В то же время девицы постоянно, почти круглый год, играли в театре и репетировали. А весь театральный репертуар того времени вращался вокруг пьес с любовными интригами. Для императрицы, которая, конечно, следила за их воспитанием, театр, сама возможность участия в театре и в театральной жизни, был даже важней той самой охраны их от опасных чувств, которыми они могут там заразиться. Смысл этого хорошо понятен. Девицы, как и молодые люди в аналогичном параллельном мужском институте, должны были воспитываться при дворе. Двор сам по себе в высшей степени театрализованное предприятие. И театр представляет собой то самое искусство, в котором социально одобренные символические модели, те образцы поведения и чувств, на которые должен ориентироваться человек, представлены, с одной стороны, в наиболее очищенном от бытовой эмпирики виде, а с другой — телесными и наглядными. Кроме того, зрители имеют возможность сравнить свои собственные переживания и реакции с переживаниями и реакциями окружающих. Так возникает театральный зал — эмоциональное сообщество, включающее в себя и тех, кто на сцене.

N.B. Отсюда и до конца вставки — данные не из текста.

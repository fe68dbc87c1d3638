//! 合并选项与统计信息（模块）
use std::path::PathBuf;

use regex::Regex;
use serde::{Deserialize, Serialize};

use crate::error::ConsolidateError;
use crate::schema::AliasTable;

/// 外层并行度上限（自动模式下）
pub const MAX_AUTO_WORKERS: usize = 4;
/// 每个文件的内层工作线程数（默认）
pub const DEFAULT_INNER_WORKERS: usize = 4;
/// 每个分块的行数（默认）
pub const DEFAULT_CHUNK_SIZE: usize = 5000;
/// 默认标识符模式
pub const DEFAULT_IDENTIFIER_PATTERN: &str = "^CVE-";

/// 文件内去重模式
/// - FirstOccurrence：同一标识符只保留首次出现（按原始行序）
/// - KeepAll：逐行累积，不去重（兼容旧版本行为）
#[derive(Debug, Clone, Copy, PartialEq, Eq, Default, Serialize, Deserialize)]
#[serde(rename_all = "kebab-case")]
pub enum DedupMode {
    #[default]
    FirstOccurrence,
    KeepAll,
}

/// 输出格式
#[derive(Debug, Clone, Copy, PartialEq, Eq, Default, Serialize, Deserialize)]
#[serde(rename_all = "lowercase")]
pub enum OutputFormat {
    /// 逐行输出块结构（类表格）
    #[default]
    Csv,
    Json,
}

/// 合并选项（启动时构建一次，贯穿执行器与聚合器）
#[derive(Debug, Clone)]
pub struct ConsolidateOptions {
    /// 输入目录（至少一个）
    pub input_dirs: Vec<PathBuf>,
    /// 输出文件路径
    pub output: PathBuf,
    pub format: OutputFormat,
    /// 外层工作线程数：None 表示自动（min(4, CPU 核数)）
    pub workers: Option<usize>,
    /// 每个文件的内层工作线程数
    pub inner_workers: usize,
    /// 每个分块的行数
    pub chunk_size: usize,
    pub dedup: DedupMode,
    /// 识别的扩展名（小写，不含点）
    pub extensions: Vec<String>,
    /// 分隔符：None 表示根据表头行自动探测
    pub delimiter: Option<u8>,
    /// 标识符模式（正则）
    pub identifier_pattern: String,
    pub aliases: AliasTable,
}

impl Default for ConsolidateOptions {
    fn default() -> Self {
        Self {
            input_dirs: Vec::new(),
            output: PathBuf::from("./consolidated.csv"),
            format: OutputFormat::Csv,
            workers: None,
            inner_workers: DEFAULT_INNER_WORKERS,
            chunk_size: DEFAULT_CHUNK_SIZE,
            dedup: DedupMode::FirstOccurrence,
            extensions: vec!["csv".to_string()],
            delimiter: None,
            identifier_pattern: DEFAULT_IDENTIFIER_PATTERN.to_string(),
            aliases: AliasTable::default(),
        }
    }
}

impl ConsolidateOptions {
    /// 实际使用的外层并行度
    pub fn outer_workers(&self) -> usize {
        self.workers.unwrap_or_else(|| num_cpus::get().min(MAX_AUTO_WORKERS)).max(1)
    }

    /// 校验数值选项
    pub fn validate(&self) -> Result<(), ConsolidateError> {
        if self.input_dirs.is_empty() {
            return Err(ConsolidateError::Config("at least one input directory is required".into()));
        }
        if self.chunk_size == 0 {
            return Err(ConsolidateError::Config("chunk size must be at least 1".into()));
        }
        if self.inner_workers == 0 {
            return Err(ConsolidateError::Config("inner worker count must be at least 1".into()));
        }
        if self.workers == Some(0) {
            return Err(ConsolidateError::Config("worker count must be at least 1".into()));
        }
        if self.extensions.is_empty() {
            return Err(ConsolidateError::Config("no report extensions configured".into()));
        }
        Ok(())
    }

    pub(crate) fn compile_identifier_pattern(&self) -> Result<Regex, ConsolidateError> {
        Regex::new(&self.identifier_pattern)
            .map_err(|e| ConsolidateError::Config(format!("identifier pattern {:?}: {e}", self.identifier_pattern)))
    }
}

/// 运行统计（便于 CLI 打印）
#[derive(Debug, Default, Clone, PartialEq, Eq, Serialize)]
pub struct RunStats {
    pub files_processed: usize,
    pub files_failed: usize,
    pub chunks_failed: usize,
    pub records_emitted: usize,
}

#[cfg(test)]
mod tests {
    use super::*;

    fn with_input() -> ConsolidateOptions {
        ConsolidateOptions { input_dirs: vec![PathBuf::from("in")], ..Default::default() }
    }

    #[test]
    fn defaults_are_valid() {
        assert!(with_input().validate().is_ok());
        let w = with_input().outer_workers();
        assert!((1..=MAX_AUTO_WORKERS).contains(&w));
    }

    #[test]
    fn zero_sizes_are_rejected() {
        let opts = ConsolidateOptions { chunk_size: 0, ..with_input() };
        assert!(matches!(opts.validate(), Err(ConsolidateError::Config(_))));
        let opts = ConsolidateOptions { workers: Some(0), ..with_input() };
        assert!(opts.validate().is_err());
        assert!(ConsolidateOptions::default().validate().is_err());
    }

    #[test]
    fn bad_identifier_pattern_is_a_config_error() {
        let opts = ConsolidateOptions { identifier_pattern: "(".into(), ..with_input() };
        assert!(matches!(opts.compile_identifier_pattern(), Err(ConsolidateError::Config(_))));
    }
}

И все это, конечно, происходило под пристальным оком самой государыни, у которой было в театральном зале Эрмитажа две ложи. Одна из них — напротив сцены, оттуда она могла демонстрировать свой статус и обозревать зал. Другая — прямо перед сценой, где она могла показывать сидящим, как реагировать на те или иные события. Свечи во время представления не гасились, чтобы всем было хорошо видно друг друга из зала и со сцены. И этот придворный театр становился центральным образом того мира, в котором должны были жить новые люди будущего.
Именно поразительный спектакль, разыгравшийся при дворе с участием Ивана Ивановича Бецкого, воспитателя и надзирателя этого двора, и его любимой воспитанницы Глафиры Ивановны Алымовой, будет составлять содержание моего следующего выступления.